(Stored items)
+-------+
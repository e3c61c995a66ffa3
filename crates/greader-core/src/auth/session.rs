use std::fmt;
use std::sync::atomic::{AtomicU64, Ordering};
use std::sync::Arc;

use chrono::{DateTime, Duration, Utc};
use tokio::sync::{Mutex, MutexGuard};
use tracing::{debug, info};

use crate::api::{ApiError, ReaderClient};
use crate::config::Credentials;

/// Token bundle issued by the upstream after a ClientLogin.
///
/// `auth` goes in the `Authorization: GoogleLogin` header, `sid` in a
/// cookie, and `action_token` (the protocol's `T`) as a request parameter.
#[derive(Clone)]
pub struct SessionToken {
    auth: String,
    sid: Option<String>,
    action_token: String,
    issued_at: DateTime<Utc>,
}

impl SessionToken {
    pub fn new(auth: String, sid: Option<String>, action_token: String) -> Self {
        Self {
            auth,
            sid,
            action_token,
            issued_at: Utc::now(),
        }
    }

    pub fn authorization_header(&self) -> String {
        format!("GoogleLogin auth={}", self.auth)
    }

    pub fn sid(&self) -> Option<&str> {
        self.sid.as_deref()
    }

    pub fn action_token(&self) -> &str {
        &self.action_token
    }

    /// Time since the login that issued this token
    pub fn age(&self) -> Duration {
        Utc::now() - self.issued_at
    }
}

impl fmt::Debug for SessionToken {
    fn fmt(&self, f: &mut fmt::Formatter<'_>) -> fmt::Result {
        f.debug_struct("SessionToken")
            .field("has_sid", &self.sid.is_some())
            .field("issued_at", &self.issued_at)
            .finish_non_exhaustive()
    }
}

/// Owner of the process-wide session token.
///
/// The cache has two states, no-token and token-cached. The lock is held
/// across check-and-login so concurrent callers share a single login, but it
/// is never held while an operation's own request is in flight: callers get
/// an `Arc` snapshot of the token.
pub struct SessionManager {
    client: ReaderClient,
    credentials: Credentials,
    token: Mutex<Option<Arc<SessionToken>>>,
    logins: AtomicU64,
}

impl SessionManager {
    pub fn new(client: ReaderClient, credentials: Credentials) -> Self {
        Self {
            client,
            credentials,
            token: Mutex::new(None),
            logins: AtomicU64::new(0),
        }
    }

    /// Return the cached token, logging in first if there is none.
    ///
    /// A rejected login surfaces as [`ApiError::Authentication`] and leaves
    /// the cache empty; it is never retried here.
    pub async fn ensure_token(&self) -> Result<Arc<SessionToken>, ApiError> {
        let mut cached = self.token.lock().await;
        if let Some(ref token) = *cached {
            return Ok(Arc::clone(token));
        }
        self.login(&mut cached).await
    }

    /// Discard the cached token so the next [`ensure_token`](Self::ensure_token)
    /// logs in again.
    pub async fn invalidate(&self) {
        let mut cached = self.token.lock().await;
        if cached.take().is_some() {
            debug!("Session token discarded");
        }
    }

    /// Invalidate-and-reacquire as one step, for a caller whose request was
    /// rejected with `stale`.
    ///
    /// If the cache already holds a different token, another caller has
    /// refreshed in the meantime and that token is returned without a second
    /// login.
    pub async fn refresh(&self, stale: &Arc<SessionToken>) -> Result<Arc<SessionToken>, ApiError> {
        let mut cached = self.token.lock().await;
        let newer = cached
            .as_ref()
            .filter(|current| !Arc::ptr_eq(current, stale))
            .cloned();
        if let Some(current) = newer {
            debug!("Session already refreshed by another caller");
            return Ok(current);
        }
        if cached.take().is_some() {
            debug!("Session token discarded");
        }
        self.login(&mut cached).await
    }

    /// Whether a token is currently cached
    pub async fn is_authenticated(&self) -> bool {
        self.token.lock().await.is_some()
    }

    /// Number of successful logins performed by this manager
    pub fn login_count(&self) -> u64 {
        self.logins.load(Ordering::Relaxed)
    }

    pub fn client(&self) -> &ReaderClient {
        &self.client
    }

    async fn login(
        &self,
        cached: &mut MutexGuard<'_, Option<Arc<SessionToken>>>,
    ) -> Result<Arc<SessionToken>, ApiError> {
        let token = Arc::new(self.client.authenticate(&self.credentials).await?);
        let count = self.logins.fetch_add(1, Ordering::Relaxed) + 1;
        info!(user = self.credentials.email(), login_count = count, "Login successful");
        **cached = Some(Arc::clone(&token));
        Ok(token)
    }
}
+-------+
Up to and including the line with "impl fmt::Debug for", restate the records above word for word from the very first line.

— EXERCISE ANSWER —
repository e3c61c995a66ffa3
filename crates/greader-core/src/auth/session.rs
use std::fmt;
use std::sync::atomic::{AtomicU64, Ordering};
use std::sync::Arc;

use chrono::{DateTime, Duration, Utc};
use tokio::sync::{Mutex, MutexGuard};
use tracing::{debug, info};

use crate::api::{ApiError, ReaderClient};
use crate::config::Credentials;

/// Token bundle issued by the upstream after a ClientLogin.
///
/// `auth` goes in the `Authorization: GoogleLogin` header, `sid` in a
/// cookie, and `action_token` (the protocol's `T`) as a request parameter.
#[derive(Clone)]
pub struct SessionToken {
    auth: String,
    sid: Option<String>,
    action_token: String,
    issued_at: DateTime<Utc>,
}

impl SessionToken {
    pub fn new(auth: String, sid: Option<String>, action_token: String) -> Self {
        Self {
            auth,
            sid,
            action_token,
            issued_at: Utc::now(),
        }
    }

    pub fn authorization_header(&self) -> String {
        format!("GoogleLogin auth={}", self.auth)
    }

    pub fn sid(&self) -> Option<&str> {
        self.sid.as_deref()
    }

    pub fn action_token(&self) -> &str {
        &self.action_token
    }

    /// Time since the login that issued this token
    pub fn age(&self) -> Duration {
        Utc::now() - self.issued_at
    }
}

impl fmt::Debug for SessionToken {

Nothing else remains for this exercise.